In the multi-instance model, databases can be organized according to workload characteristics such as read/write frequency and CPU utilization. Figure 1-3 illustrates one possible grouping of Redis instances based on workload characteristics. APPL_DB and ASIC_DB are shown in a High-Churn Processing Instance, CONFIG_DB and STATE_DB in a Management and Slow-State Instance, and COUNTERS_DB in a High-Frequency Telemetry Instance. This separation allows each Redis instance to expose its own UNIX socket and also allows deployments to apply CPU-affinity policies when needed. As a result, high-frequency telemetry collection or large route-update bursts are less likely to interfere with slower management and state operations.


Figure 1-3: Multi-Instance Redis Database Model in SONiC.

SONiC's architecture is built around modular services, shared databases, and a hardware abstraction layer that separates common network functions from platform-specific implementation details. Understanding these fundamentals makes it easier to follow later topics such as installation, startup, hardware discovery, configuration handling, and operational troubleshooting.



Monday, 25 May 2026

SONIC Part III: SONiC Introduction

SONiC is a vendor-neutral, Linux-based network operating system (NOS) that uses a database-driven architecture. Its software components run in multiple containers and exchange information through Redis. In SONiC, several named databases are defined for different functions, and these databases are mapped to Redis logical database IDs. Through this design, configuration data, application state, operational state, and ASIC-related state move between software layers by means of specialized processes.

Different hardware vendors may add their own platform integrations, transceiver support, monitoring utilities, or management workflows. However, the core SONiC architecture remains the same. This is one of the main reasons why SONiC knowledge, troubleshooting methods, and automation practices are transferable across different hardware platforms.

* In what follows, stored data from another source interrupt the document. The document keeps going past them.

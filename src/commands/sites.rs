//! Sites command implementation

use console::Style;

use super::GlobalArgs;
use super::helpers::{
    Context, confirm, finish, print_command_results, print_json, read_credential,
};
use crate::cli::{SiteDeleteArgs, SiteSaveArgs, SiteToggleArgs, SitesArgs, SitesSubcommand};
use crate::error::{Result, file_read_failed};
use crate::operations::SiteOperation;
use crate::privilege::CommandResult;

/// Run sites command
pub fn run(globals: &GlobalArgs, args: SitesArgs) -> Result<()> {
    match args.command {
        SitesSubcommand::List(list) => {
            let ctx = Context::load(globals)?;
            let executor = ctx.executor();
            let sites = SiteOperation::new(&ctx.catalog, &executor).list(&list.tool)?;
            if list.json {
                return print_json(&sites);
            }
            if sites.is_empty() {
                println!("No configurations found for {}.", list.tool);
            }
            for site in &sites {
                let state = if site.enabled {
                    Style::new().green().apply_to("enabled")
                } else {
                    Style::new().dim().apply_to("disabled")
                };
                println!("  {:<40} {}", site.name, state);
            }
            Ok(())
        }
        SitesSubcommand::Enable(toggle) => set_enabled(globals, &toggle, true),
        SitesSubcommand::Disable(toggle) => set_enabled(globals, &toggle, false),
        SitesSubcommand::Show(show) => {
            let ctx = Context::load(globals)?;
            let executor = ctx.executor();
            let content =
                SiteOperation::new(&ctx.catalog, &executor).show(&show.tool, &show.name)?;
            print!("{content}");
            Ok(())
        }
        SitesSubcommand::Save(save_args) => save(globals, &save_args),
        SitesSubcommand::Delete(delete_args) => delete(globals, &delete_args),
    }
}

fn save(globals: &GlobalArgs, args: &SiteSaveArgs) -> Result<()> {
    let result = Context::load(globals).and_then(|ctx| {
        let content = std::fs::read_to_string(&args.file)
            .map_err(|e| file_read_failed(args.file.display().to_string(), e.to_string()))?;
        let credential = read_credential(args.password_stdin)?;
        let executor = ctx.executor();
        SiteOperation::new(&ctx.catalog, &executor).save(
            &args.tool,
            &args.name,
            &content,
            &credential,
        )
    });
    finish(
        result,
        false,
        |results: &Vec<CommandResult>| results.iter().all(|r| r.success),
        |results| print_command_results(results),
    )
}

fn delete(globals: &GlobalArgs, args: &SiteDeleteArgs) -> Result<()> {
    let result = Context::load(globals).and_then(|ctx| {
        if !confirm(&format!("Delete {}?", args.name), args.yes)? {
            println!("Cancelled.");
            std::process::exit(0);
        }
        let credential = read_credential(args.password_stdin)?;
        let executor = ctx.executor();
        SiteOperation::new(&ctx.catalog, &executor).delete(&args.tool, &args.name, &credential)
    });
    finish(
        result,
        false,
        |results: &Vec<CommandResult>| results.iter().all(|r| r.success),
        |results| print_command_results(results),
    )
}

fn set_enabled(globals: &GlobalArgs, args: &SiteToggleArgs, enable: bool) -> Result<()> {
    let result = Context::load(globals).and_then(|ctx| {
        let credential = read_credential(args.password_stdin)?;
        let executor = ctx.executor();
        SiteOperation::new(&ctx.catalog, &executor).set_enabled(
            &args.tool,
            &args.name,
            enable,
            &credential,
        )
    });
    finish(
        result,
        false,
        |results: &Vec<CommandResult>| results.iter().all(|r| r.success),
        |results| print_command_results(results),
    )
}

Vendor neutrality does not mean that every SONiC-based implementation behaves exactly the same in every operational detail. It means that different implementations follow the same architectural model. To organize information clearly, SONiC defines several named databases, each of which is mapped to a Redis logical database ID:

·       CONFIG_DB (Redis DB 4): Stores the user’s intended configuration.

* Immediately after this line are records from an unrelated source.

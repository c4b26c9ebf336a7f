//! Graph command implementation

use super::GlobalArgs;
use super::helpers::{Context, print_json};
use crate::catalog::Tool;
use crate::cli::{GraphArgs, GraphFormat};
use crate::error::Result;
use crate::resolver::Resolver;

/// Run graph command
pub fn run(globals: &GlobalArgs, args: GraphArgs) -> Result<()> {
    let ctx = Context::load(globals)?;
    let resolver = Resolver::new(&ctx.catalog);

    let tools: Vec<&Tool> = if args.tools.is_empty() {
        ctx.catalog.tools()
    } else {
        // The selection plus everything it pulls in, in install order
        let selected = resolver.select(&args.tools)?;
        crate::resolver::sort::install_order(&ctx.catalog, &selected)
    };

    let graph = Resolver::dependency_graph(&tools);
    match args.format {
        GraphFormat::Json => print_json(&graph),
        GraphFormat::Dot => {
            print!("{}", graph.to_dot());
            Ok(())
        }
    }
}
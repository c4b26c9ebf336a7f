//! Settings file errors

use super::{DevsetupError, impl_error_constructors};

impl_error_constructors!({
    ConfigParseFailed as parse_failed(path, reason),
    ConfigInvalid as invalid(message),
});
//! Privileged command execution errors

use super::{DevsetupError, impl_error_constructors};

impl_error_constructors!({
    SpawnFailed as spawn_failed(command, reason),
    PackageOperationFailed as package_failed(package, reason),
});

/// Timeout error for `command` after `timeout`.
pub fn timed_out(command: impl Into<String>, timeout: std::time::Duration) -> DevsetupError {
    DevsetupError::CommandTimedOut {
        command: command.into(),
        timeout_secs: timeout.as_secs(),
    }
}
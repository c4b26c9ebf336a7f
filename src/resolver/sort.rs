//! Install ordering via dependency-first depth-first traversal
//!
//! Each selected tool is visited in the order given. On first visit a tool
//! is marked, its dependencies are visited in declared order, and the tool
//! is appended once all of them are done (post-order). The result:
//!
//! - every dependency appears before its dependent
//! - a tool reachable along several paths appears once, at its first
//!   completed position
//! - unrelated tools keep the order in which they were first reached
//!
//! Dependencies missing from the catalog are skipped. The traversal uses
//! an explicit stack so deep chains cannot overflow the call stack.
//!
//! ```text
//! Catalog: a (no deps), b -> [a], c -> [b]
//! Selection: [c]
//!
//! Result: [a, b, c]
//! ```

use std::collections::HashSet;

use crate::catalog::{Catalog, Tool};

/// Compute the install order for `selected` over `catalog`.
pub fn install_order<'a>(catalog: &'a Catalog, selected: &[&'a Tool]) -> Vec<&'a Tool> {
    let mut visited: HashSet<&'a str> = HashSet::new();
    let mut order = Vec::new();

    for &root in selected {
        if !visited.insert(root.id.as_str()) {
            continue;
        }

        // (tool, index of the next dependency to visit)
        let mut stack: Vec<(&'a Tool, usize)> = vec![(root, 0)];
        while let Some(frame) = stack.last_mut() {
            let tool = frame.0;
            if let Some(dep_id) = tool.dependencies.get(frame.1) {
                frame.1 += 1;
                if let Some(dep) = catalog.get(dep_id) {
                    if visited.insert(dep.id.as_str()) {
                        stack.push((dep, 0));
                    }
                } else {
                    tracing::debug!(tool = %tool.id, dependency = %dep_id, "skipping unknown dependency");
                }
            } else {
                order.push(tool);
                stack.pop();
            }
        }
    }

    order
}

·       APPL_DB (Redis DB 0): Stores application-level objects that are ready for processing by lower software layers.

·       STATE_DB (Redis DB 6): Stores operational state information about system components.

·       ASIC_DB (Redis DB 1): Stores objects in a form used by the SONiC and SAI pipeline for hardware programming.

Figure 1-01 shows the relationship between Redis logical databases and SONiC databases from a routing-oriented point of view. A standard Redis instance commonly provides sixteen logical databases by default, and SONiC uses a defined subset of them for its core functions.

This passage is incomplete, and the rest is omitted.